The Avon Bridge is a railway bridge over the River Avon in Brislington, Bristol, England. It was built in 1839 by Isambard Kingdom Brunel and has been designated by Historic England as a Grade I listed building. The contract was originally awarded to William Ranger, who fell behind with the build and had his construction plant seized so the Great Western Railway company could finish construction. Ranger started legal proceedings against the company, but they were eventually quashed by Lord Cranworth.

The bridge carries the Great Western Main Line over the River Avon into Bristol Temple Meads station, approximately 300 m west (downstream) of Netham Weir.

==Construction==
The Great Western Railway company engaged Isambard Kingdom Brunel to build a bridge on the eastern approach to Bristol Temple Meads.
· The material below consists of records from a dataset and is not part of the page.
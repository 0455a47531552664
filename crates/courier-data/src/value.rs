/*
 * value.rs
 * Copyright (c) 2025 Posit, PBC
 */

//! The `DataValue` document type and the dotted-path value resolver.
//!
//! **Important**: absence of data is normal here, not exceptional. Every
//! lookup either succeeds or yields the caller's fallback; nothing in this
//! module returns an error.

use indexmap::IndexMap;

/// A loosely-typed value inside an entity snapshot.
///
/// Maps preserve insertion order so that downstream consumers (variable
/// tables, UI display) see fields in the order the backend sent them.
#[derive(Debug, Clone, PartialEq)]
pub enum DataValue {
    /// A string value.
    String(String),

    /// A numeric value (JSON numbers arrive as doubles).
    Number(f64),

    /// A boolean value.
    Bool(bool),

    /// A list of values.
    List(Vec<DataValue>),

    /// An ordered map of string keys to values.
    Map(IndexMap<String, DataValue>),

    /// A null/missing value.
    Null,
}

impl DataValue {
    /// Check whether this value is "truthy" for fallback coalescing and
    /// signal-field gating.
    ///
    /// Falsy values: `Null`, `Bool(false)`, `Number(0)`, the empty string,
    /// the empty list, and the empty map. Everything else is truthy.
    ///
    /// Note that a present-but-zero number is falsy. Resolving such a field
    /// yields the fallback, not `"0"` — preserved as observed behavior of
    /// the original truthy-coalescing idiom.
    pub fn is_truthy(&self) -> bool {
        match self {
            DataValue::String(s) => !s.is_empty(),
            DataValue::Number(n) => *n != 0.0,
            DataValue::Bool(b) => *b,
            DataValue::List(items) => !items.is_empty(),
            DataValue::Map(m) => !m.is_empty(),
            DataValue::Null => false,
        }
    }

    /// Get a direct child by key. Only maps have children.
    pub fn get(&self, key: &str) -> Option<&DataValue> {
        match self {
            DataValue::Map(m) => m.get(key),
            _ => None,
        }
    }

    /// Walk a dot-separated path (e.g. `"course.name"`) and return the leaf
    /// value, or `None` at the first segment that is missing or sits under a
    /// non-map value.
    pub fn lookup(&self, path: &str) -> Option<&DataValue> {
        let mut current = self;
        for segment in path.split('.') {
            current = current.get(segment)?;
        }
        Some(current)
    }

    /// Resolve a dotted path to a display string, with a fallback.
    ///
    /// The fallback is returned when the path is missing **or** when the
    /// leaf value is falsy: `0`, `""`, `false`, and `null` all coalesce to
    /// the fallback rather than rendering as text.
    pub fn resolve(&self, path: &str, fallback: &str) -> String {
        match self.lookup(path) {
            Some(value) if value.is_truthy() => value.render(),
            _ => fallback.to_string(),
        }
    }

    /// Render this value as a display string.
    ///
    /// - String: as-is
    /// - Number: without a trailing `.0` for integral values
    /// - Bool: `"true"` / `"false"`
    /// - List: comma-joined rendered elements
    /// - Map: empty (maps are containers, not display values)
    /// - Null: empty
    pub fn render(&self) -> String {
        match self {
            DataValue::String(s) => s.clone(),
            DataValue::Number(n) => {
                if n.fract() == 0.0 && n.abs() < 1e15 {
                    format!("{}", *n as i64)
                } else {
                    format!("{n}")
                }
            }
            DataValue::Bool(b) => b.to_string(),
            DataValue::List(items) => items
                .iter()
                .map(|v| v.render())
                .collect::<Vec<_>>()
                .join(", "),
            DataValue::Map(_) => String::new(),
            DataValue::Null => String::new(),
        }
    }
}

impl Default for DataValue {
    fn default() -> Self {
        DataValue::Null
    }
}

impl From<serde_json::Value> for DataValue {
    fn from(value: serde_json::Value) -> Self {
        match value {
            serde_json::Value::Null => DataValue::Null,
            serde_json::Value::Bool(b) => DataValue::Bool(b),
            serde_json::Value::Number(n) => DataValue::Number(n.as_f64().unwrap_or(0.0)),
            serde_json::Value::String(s) => DataValue::String(s),
            serde_json::Value::Array(items) => {
                DataValue::List(items.into_iter().map(DataValue::from).collect())
            }
            serde_json::Value::Object(entries) => DataValue::Map(
                entries
                    .into_iter()
                    .map(|(k, v)| (k, DataValue::from(v)))
                    .collect(),
            ),
        }
    }
}

impl From<&str> for DataValue {
    fn from(s: &str) -> Self {
        DataValue::String(s.to_string())
    }
}

impl From<String> for DataValue {
    fn from(s: String) -> Self {
        DataValue::String(s)
    }
}

impl From<f64> for DataValue {
    fn from(n: f64) -> Self {
        DataValue::Number(n)
    }
}

impl From<bool> for DataValue {
    fn from(b: bool) -> Self {
        DataValue::Bool(b)
    }
}

#[cfg(test)]
mod tests {
    use super::*;
    use pretty_assertions::assert_eq;
    use serde_json::json;

    #[test]
    fn test_truthiness() {
        assert!(DataValue::from("hello").is_truthy());
        assert!(DataValue::from("false").is_truthy()); // non-empty string, even "false"
        assert!(!DataValue::from("").is_truthy());

        assert!(DataValue::from(1.0).is_truthy());
        assert!(!DataValue::from(0.0).is_truthy());

        assert!(DataValue::from(true).is_truthy());
        assert!(!DataValue::from(false).is_truthy());
        assert!(!DataValue::Null.is_truthy());

        assert!(!DataValue::List(vec![]).is_truthy());
        assert!(DataValue::List(vec![DataValue::Null]).is_truthy());
    }

    #[test]
    fn test_lookup_nested_path() {
        let doc = DataValue::from(json!({
            "course": { "pricing": { "amount": 499 } }
        }));

        assert_eq!(
            doc.lookup("course.pricing.amount"),
            Some(&DataValue::Number(499.0))
        );
        assert_eq!(doc.lookup("course.pricing.currency"), None);
        assert_eq!(doc.lookup("nonexistent"), None);
        // Walking through a leaf is a miss, not an error
        assert_eq!(doc.lookup("course.pricing.amount.extra"), None);
    }

    #[test]
    fn test_resolve_returns_leaf_or_fallback() {
        let doc = DataValue::from(json!({ "full_name": "Ann", "email": "" }));

        assert_eq!(doc.resolve("full_name", "Student"), "Ann");
        assert_eq!(doc.resolve("missing", "Student"), "Student");
        // Empty string is treated the same as absent
        assert_eq!(doc.resolve("email", "your email"), "your email");
    }

    #[test]
    fn test_resolve_coalesces_falsy_leaves() {
        let doc = DataValue::from(json!({
            "referral_count": 0,
            "active": false,
            "note": null
        }));

        assert_eq!(doc.resolve("referral_count", "-"), "-");
        assert_eq!(doc.resolve("active", "-"), "-");
        assert_eq!(doc.resolve("note", "-"), "-");
    }

    #[test]
    fn test_render_numbers() {
        assert_eq!(DataValue::from(499.0).render(), "499");
        assert_eq!(DataValue::from(49.5).render(), "49.5");
    }

    #[test]
    fn test_from_json_preserves_field_order() {
        let doc = DataValue::from(json!({ "b": 1, "a": 2 }));
        let DataValue::Map(m) = doc else {
            panic!("expected map")
        };
        let keys: Vec<&str> = m.keys().map(|k| k.as_str()).collect();
        assert_eq!(keys, vec!["b", "a"]);
    }
}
Brunel designed a masonry bridge with a wide central arch and a smaller arch on either side; all three arches are in a gothic style. The entire structure is made of squared stone with semi-octagonal buttresses and was completed in 1839. Subsequently, a truss girder bridge was added on either side of the Avon Bridge to widen it, obscuring the structure. The structure became Grade I Listed on 8 June 1990.

The contract for building the bridge went to William Ranger in March 1836, with work beginning that April. The stone for the bridge was intended to be taken from the cutting of the nearby No. 1 Tunnel. Ranger fell behind schedule, and by 1838, when shareholders had intended the line to be open, Great Western Railway declared his work unsatisfactory. Under the terms of their contract with him they seized his plant to complete the works themselves. Ranger valued his plant at £70,000, and started legal proceeding against the Great Western Railway, stating he had been deceived about the nature of the stone he was cutting into, believing it was sandstone and discovering it was Pennant stone. He also complained that Brunel was a shareholder of the Great Western Railway company, a fact Ranger was not aware of when he took the contract. The case was eventually settled by the Lord Cranworth, who stated that Ranger could not reject terms of the contract.